[Supplied records]

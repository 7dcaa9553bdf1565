//! Generated listing pages: paginated home, tag pages, archive

use chrono::{DateTime, Datelike};
use serde_json::Value;
use std::collections::BTreeMap;
use tera::Context;

use crate::config::SiteConfig;
use crate::content::permalink;
use crate::error::{BuildReport, SiteError};
use crate::templates::{ArchiveYear, ItemSummary, LayoutSet, PageData, Pagination, SiteData, TagPage};

/// A rendered listing page
#[derive(Debug, Clone)]
pub struct Listing {
    pub url: String,
    /// Description used in duplicate-output errors
    pub origin: String,
    pub html: String,
}

/// Renders listings for one build
pub struct ListingGenerator<'a> {
    config: &'a SiteConfig,
    layouts: &'a LayoutSet,
    site: &'a SiteData,
    site_value: &'a Value,
}

impl<'a> ListingGenerator<'a> {
    pub fn new(
        config: &'a SiteConfig,
        layouts: &'a LayoutSet,
        site: &'a SiteData,
        site_value: &'a Value,
    ) -> Self {
        Self {
            config,
            layouts,
            site,
            site_value,
        }
    }

    /// Every listing enabled in the config
    pub fn generate(&self, report: &mut BuildReport) -> Vec<Listing> {
        let mut listings = Vec::new();
        if self.config.listings.index {
            listings.extend(self.home_pages(report));
        }
        if self.config.listings.tags {
            listings.extend(self.tag_pages(report));
        }
        if self.config.listings.archive {
            listings.extend(self.archive(report));
        }
        listings
    }

    /// Home page and its pagination pages. There is always a first page,
    /// even without posts.
    pub fn home_pages(&self, report: &mut BuildReport) -> Vec<Listing> {
        let posts = &self.site.posts;
        let per_page = match self.config.paginate {
            0 => posts.len().max(1),
            n => n,
        };
        let total_pages = posts.len().div_ceil(per_page).max(1);

        let mut listings = Vec::new();
        for page in 1..=total_pages {
            let url = self.page_path(page);
            let paginator = Pagination {
                page,
                per_page,
                total_pages,
                total_posts: posts.len(),
                posts: posts
                    .iter()
                    .skip((page - 1) * per_page)
                    .take(per_page)
                    .cloned()
                    .collect(),
                previous_page_path: (page > 1).then(|| self.page_path(page - 1)),
                next_page_path: (page < total_pages).then(|| self.page_path(page + 1)),
            };

            let mut context = self.context(&PageData::listing(&self.site.title, &url, "home"));
            context.insert("paginator", &paginator);
            let origin = format!("home page {}", page);
            self.render("home", &context, url, origin, report, &mut listings);
        }
        listings
    }

    /// URL of home page `n`
    fn page_path(&self, n: usize) -> String {
        if n == 1 {
            "/".to_string()
        } else {
            permalink::normalize(&self.config.paginate_path.replace(":num", &n.to_string()))
        }
    }

    /// One page per tag slug; tags differing only in case or punctuation share a page
    pub fn tag_pages(&self, report: &mut BuildReport) -> Vec<Listing> {
        let mut tags: BTreeMap<String, TagPage> = BTreeMap::new();
        for post in &self.site.posts {
            for tag in &post.tags {
                if tag.slug.is_empty() {
                    continue;
                }
                tags.entry(tag.slug.clone())
                    .or_insert_with(|| TagPage {
                        name: tag.name.clone(),
                        slug: tag.slug.clone(),
                        url: tag.url.clone(),
                        posts: Vec::new(),
                    })
                    .posts
                    .push(post.clone());
            }
        }

        let mut listings = Vec::new();
        for tag in tags.values() {
            let mut context = self.context(&PageData::listing(&tag.name, &tag.url, "tag"));
            context.insert("tag", tag);
            let origin = format!("tag page `{}`", tag.name);
            self.render("tag", &context, tag.url.clone(), origin, report, &mut listings);
        }
        listings
    }

    /// Posts grouped by year, newest first
    pub fn archive(&self, report: &mut BuildReport) -> Vec<Listing> {
        let url = permalink::normalize(&format!("/{}/", self.config.archive_dir));
        let archive = group_by_year(&self.site.posts);

        let mut context = self.context(&PageData::listing("Archive", &url, "archive"));
        context.insert("archive", &archive);

        let mut listings = Vec::new();
        self.render(
            "archive",
            &context,
            url,
            "archive page".to_string(),
            report,
            &mut listings,
        );
        listings
    }

    fn context(&self, page: &PageData) -> Context {
        let mut context = Context::new();
        context.insert("site", self.site_value);
        context.insert("page", page);
        context
    }

    fn render(
        &self,
        layout: &str,
        context: &Context,
        url: String,
        origin: String,
        report: &mut BuildReport,
        listings: &mut Vec<Listing>,
    ) {
        match self.layouts.render(layout, context, "", &origin) {
            Ok(html) => listings.push(Listing { url, origin, html }),
            Err(SiteError::UnknownLayout { layout, .. }) => report.push(SiteError::UnknownLayout {
                file: origin,
                layout,
            }),
            Err(e) => report.push(e),
        }
    }
}

fn group_by_year(posts: &[ItemSummary]) -> Vec<ArchiveYear> {
    let mut years: Vec<ArchiveYear> = Vec::new();
    for post in posts {
        let Some(year) = post
            .date
            .as_deref()
            .and_then(|d| DateTime::parse_from_rfc3339(d).ok())
            .map(|d| d.year())
        else {
            continue;
        };
        match years.last_mut() {
            Some(last) if last.year == year => last.posts.push(post.clone()),
            _ => years.push(ArchiveYear {
                year,
                posts: vec![post.clone()],
            }),
        }
    }
    years
}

[/Supplied records]

Task requirements =
Only the number is wanted: how many lines of the material contain the word "slug"?

Written answer =
4